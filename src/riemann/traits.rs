//! Trait-based Riemann solver abstraction.
//!
//! A Riemann solver takes the states on either side of an interface and
//! returns the wave decomposition of the jump together with the left-going
//! and right-going fluctuations (`amdq`, `apdq`) in wave-propagation form.
//!
//! # Example
//! ```
//! use fv_rs::riemann::{Advection, RiemannSolver, WaveFan};
//!
//! let rp = Advection::new(2.0);
//! let mut fan = WaveFan::new(1, rp.num_eqn(), rp.num_waves());
//! rp.solve(&[1.0], &[3.0], None, None, fan.interface_mut(0)).unwrap();
//!
//! assert_eq!(fan.wave(0, 0), &[2.0]);
//! assert_eq!(fan.apdq(0), &[4.0]);
//! assert_eq!(fan.amdq(0), &[0.0]);
//! ```

use crate::error::{RiemannError, SolverError};
use crate::solver::Field;

#[cfg(feature = "parallel")]
use rayon::prelude::*;

// =============================================================================
// Per-interface output
// =============================================================================

/// Mutable view of the output slots for one interface.
///
/// Layout of `waves` is `[num_waves, num_eqn]`: wave p occupies
/// `waves[p * num_eqn..(p + 1) * num_eqn]`.
#[derive(Debug)]
pub struct InterfaceFan<'a> {
    /// Wave vectors
    pub waves: &'a mut [f64],
    /// Wave speeds, one per family
    pub speeds: &'a mut [f64],
    /// Left-going fluctuation A^- dq
    pub amdq: &'a mut [f64],
    /// Right-going fluctuation A^+ dq
    pub apdq: &'a mut [f64],
}

impl InterfaceFan<'_> {
    /// Mutable wave vector of family p.
    #[inline]
    pub fn wave_mut(&mut self, p: usize) -> &mut [f64] {
        let n = self.amdq.len();
        &mut self.waves[p * n..(p + 1) * n]
    }

    /// Fill `amdq`/`apdq` from the waves and speeds by upwind splitting:
    /// `amdq = sum_p min(s_p, 0) W_p`, `apdq = sum_p max(s_p, 0) W_p`.
    pub fn split_by_speed(&mut self) {
        let n = self.amdq.len();
        self.amdq.fill(0.0);
        self.apdq.fill(0.0);
        for (p, &s) in self.speeds.iter().enumerate() {
            let wave = &self.waves[p * n..(p + 1) * n];
            let (s_minus, s_plus) = (s.min(0.0), s.max(0.0));
            for m in 0..n {
                self.amdq[m] += s_minus * wave[m];
                self.apdq[m] += s_plus * wave[m];
            }
        }
    }
}

// =============================================================================
// Riemann Solver Trait
// =============================================================================

/// Trait for Riemann solvers of 1D hyperbolic systems.
///
/// # Implementation Notes
///
/// - Waves should sum to the jump: sum_p W_p = q_r - q_l
/// - Fluctuations should be conservative: amdq + apdq = f(q_r) - f(q_l)
/// - `solve` writes into the provided slots and should not allocate
/// - Parameters that are constant over the grid (gravity, velocity, ...)
///   live in the implementing struct; spatially varying ones come from aux
///
/// # Extending
///
/// To add a new equation system:
/// 1. Create a struct holding its global parameters
/// 2. Implement `RiemannSolver` for it
pub trait RiemannSolver: Send + Sync {
    /// Number of conserved quantities.
    fn num_eqn(&self) -> usize;

    /// Number of wave families produced per interface.
    fn num_waves(&self) -> usize;

    /// Solve the Riemann problem between `q_l` and `q_r`.
    ///
    /// # Arguments
    /// * `q_l` - State on the left of the interface
    /// * `q_r` - State on the right of the interface
    /// * `aux_l` - Aux parameters on the left (if any)
    /// * `aux_r` - Aux parameters on the right (if any)
    /// * `out` - Slots for waves, speeds and fluctuations
    fn solve(
        &self,
        q_l: &[f64],
        q_r: &[f64],
        aux_l: Option<&[f64]>,
        aux_r: Option<&[f64]>,
        out: InterfaceFan<'_>,
    ) -> Result<(), RiemannError>;

    /// Human-readable name for debugging and logging.
    fn name(&self) -> &'static str;
}

impl<R: RiemannSolver + ?Sized> RiemannSolver for &R {
    fn num_eqn(&self) -> usize {
        (**self).num_eqn()
    }

    fn num_waves(&self) -> usize {
        (**self).num_waves()
    }

    fn solve(
        &self,
        q_l: &[f64],
        q_r: &[f64],
        aux_l: Option<&[f64]>,
        aux_r: Option<&[f64]>,
        out: InterfaceFan<'_>,
    ) -> Result<(), RiemannError> {
        (**self).solve(q_l, q_r, aux_l, aux_r, out)
    }

    fn name(&self) -> &'static str {
        (**self).name()
    }
}

impl<R: RiemannSolver + ?Sized> RiemannSolver for Box<R> {
    fn num_eqn(&self) -> usize {
        (**self).num_eqn()
    }

    fn num_waves(&self) -> usize {
        (**self).num_waves()
    }

    fn solve(
        &self,
        q_l: &[f64],
        q_r: &[f64],
        aux_l: Option<&[f64]>,
        aux_r: Option<&[f64]>,
        out: InterfaceFan<'_>,
    ) -> Result<(), RiemannError> {
        (**self).solve(q_l, q_r, aux_l, aux_r, out)
    }

    fn name(&self) -> &'static str {
        (**self).name()
    }
}

/// Type alias for boxed Riemann solver (runtime polymorphism).
pub type BoxedRiemannSolver = Box<dyn RiemannSolver>;

/// Reject NaN/infinite states before they reach a solver.
#[inline]
pub(crate) fn check_finite(q_l: &[f64], q_r: &[f64]) -> Result<(), RiemannError> {
    if q_l.iter().chain(q_r.iter()).all(|v| v.is_finite()) {
        Ok(())
    } else {
        Err(RiemannError::NonFinite)
    }
}

// =============================================================================
// Wave fan over a row of interfaces
// =============================================================================

/// Riemann solutions for a row of interfaces.
#[derive(Clone, Debug)]
pub struct WaveFan {
    /// Number of interfaces
    pub n_interfaces: usize,
    /// Number of conserved quantities
    pub num_eqn: usize,
    /// Number of wave families
    pub num_waves: usize,
    /// Waves, layout [n_interfaces, num_waves, num_eqn]
    pub waves: Vec<f64>,
    /// Speeds, layout [n_interfaces, num_waves]
    pub speeds: Vec<f64>,
    /// Left-going fluctuations, layout [n_interfaces, num_eqn]
    pub amdq: Vec<f64>,
    /// Right-going fluctuations, layout [n_interfaces, num_eqn]
    pub apdq: Vec<f64>,
}

impl WaveFan {
    /// Allocate a zeroed fan.
    pub fn new(n_interfaces: usize, num_eqn: usize, num_waves: usize) -> Self {
        Self {
            n_interfaces,
            num_eqn,
            num_waves,
            waves: vec![0.0; n_interfaces * num_waves * num_eqn],
            speeds: vec![0.0; n_interfaces * num_waves],
            amdq: vec![0.0; n_interfaces * num_eqn],
            apdq: vec![0.0; n_interfaces * num_eqn],
        }
    }

    /// Output slots of interface j.
    pub fn interface_mut(&mut self, j: usize) -> InterfaceFan<'_> {
        let (me, mw) = (self.num_eqn, self.num_waves);
        InterfaceFan {
            waves: &mut self.waves[j * mw * me..(j + 1) * mw * me],
            speeds: &mut self.speeds[j * mw..(j + 1) * mw],
            amdq: &mut self.amdq[j * me..(j + 1) * me],
            apdq: &mut self.apdq[j * me..(j + 1) * me],
        }
    }

    /// Wave of family p at interface j.
    #[inline]
    pub fn wave(&self, j: usize, p: usize) -> &[f64] {
        let me = self.num_eqn;
        let start = (j * self.num_waves + p) * me;
        &self.waves[start..start + me]
    }

    /// Speed of family p at interface j.
    #[inline]
    pub fn speed(&self, j: usize, p: usize) -> f64 {
        self.speeds[j * self.num_waves + p]
    }

    /// Left-going fluctuation at interface j.
    #[inline]
    pub fn amdq(&self, j: usize) -> &[f64] {
        &self.amdq[j * self.num_eqn..(j + 1) * self.num_eqn]
    }

    /// Right-going fluctuation at interface j.
    #[inline]
    pub fn apdq(&self, j: usize) -> &[f64] {
        &self.apdq[j * self.num_eqn..(j + 1) * self.num_eqn]
    }
}

// =============================================================================
// Interface sweep
// =============================================================================

/// Pairing of states for a sweep of Riemann problems.
///
/// Problem j takes its left state from `left.cell(j)` and its right state
/// from `right.cell(j + shift)`; aux follows the same indices.
///
/// - `shift = 1` pairs adjacent cells (interfaces between cells)
/// - `shift = 0` pairs the two edge values of the same cell
#[derive(Clone, Copy, Debug)]
pub struct RiemannPairs<'a> {
    /// Source of left states
    pub left: &'a Field,
    /// Source of right states
    pub right: &'a Field,
    /// Offset of the right index relative to the left index
    pub shift: usize,
    /// Aux parameters aligned with `left`/`right`
    pub aux: Option<&'a Field>,
}

impl<'a> RiemannPairs<'a> {
    /// Adjacent-cell pairs: (left[j], right[j + 1]).
    pub fn adjacent(left: &'a Field, right: &'a Field, aux: Option<&'a Field>) -> Self {
        Self {
            left,
            right,
            shift: 1,
            aux,
        }
    }

    /// Same-cell pairs: (left[i], right[i]).
    pub fn within_cells(left: &'a Field, right: &'a Field, aux: Option<&'a Field>) -> Self {
        Self {
            left,
            right,
            shift: 0,
            aux,
        }
    }

    /// Number of Riemann problems in the sweep.
    pub fn len(&self) -> usize {
        self.left.n_cells.min(self.right.n_cells).saturating_sub(self.shift)
    }

    /// Whether the sweep is empty.
    pub fn is_empty(&self) -> bool {
        self.len() == 0
    }

    #[inline]
    fn solve_one<R: RiemannSolver + ?Sized>(
        &self,
        rp: &R,
        j: usize,
        out: InterfaceFan<'_>,
    ) -> Result<(), SolverError> {
        let (aux_l, aux_r) = match self.aux {
            Some(aux) => (Some(aux.cell(j)), Some(aux.cell(j + self.shift))),
            None => (None, None),
        };
        rp.solve(
            self.left.cell(j),
            self.right.cell(j + self.shift),
            aux_l,
            aux_r,
            out,
        )
        .map_err(|source| SolverError::Riemann {
            interface: j,
            source,
        })
    }
}

/// Solve every Riemann problem of a sweep.
///
/// With the `parallel` feature the interfaces are solved concurrently;
/// each problem writes to its own disjoint chunk of the fan.
pub fn solve_interfaces<R: RiemannSolver + ?Sized>(
    rp: &R,
    pairs: &RiemannPairs<'_>,
) -> Result<WaveFan, SolverError> {
    let (me, mw) = (rp.num_eqn(), rp.num_waves());
    if pairs.left.n_eqn != me || pairs.right.n_eqn != me {
        return Err(SolverError::dimension_mismatch(
            format!("{} equations ({})", me, rp.name()),
            format!("{} equations", pairs.left.n_eqn),
        ));
    }

    let n = pairs.len();
    let mut fan = WaveFan::new(n, me, mw);
    if n == 0 {
        return Ok(fan);
    }

    #[cfg(not(feature = "parallel"))]
    {
        for j in 0..n {
            pairs.solve_one(rp, j, fan.interface_mut(j))?;
        }
    }

    #[cfg(feature = "parallel")]
    {
        let WaveFan {
            waves,
            speeds,
            amdq,
            apdq,
            ..
        } = &mut fan;
        waves
            .par_chunks_mut(mw * me)
            .zip(speeds.par_chunks_mut(mw))
            .zip(amdq.par_chunks_mut(me))
            .zip(apdq.par_chunks_mut(me))
            .enumerate()
            .try_for_each(|(j, (((waves, speeds), amdq), apdq))| {
                let out = InterfaceFan {
                    waves,
                    speeds,
                    amdq,
                    apdq,
                };
                pairs.solve_one(rp, j, out)
            })?;
    }

    Ok(fan)
}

- ABOUT THIS EXERCISE
All lines in the records above that contain "equations" are to be reported.

- THE COMPLETED TASK
            format!("{} equations ({})", me, rp.name()),
            format!("{} equations", pairs.left.n_eqn),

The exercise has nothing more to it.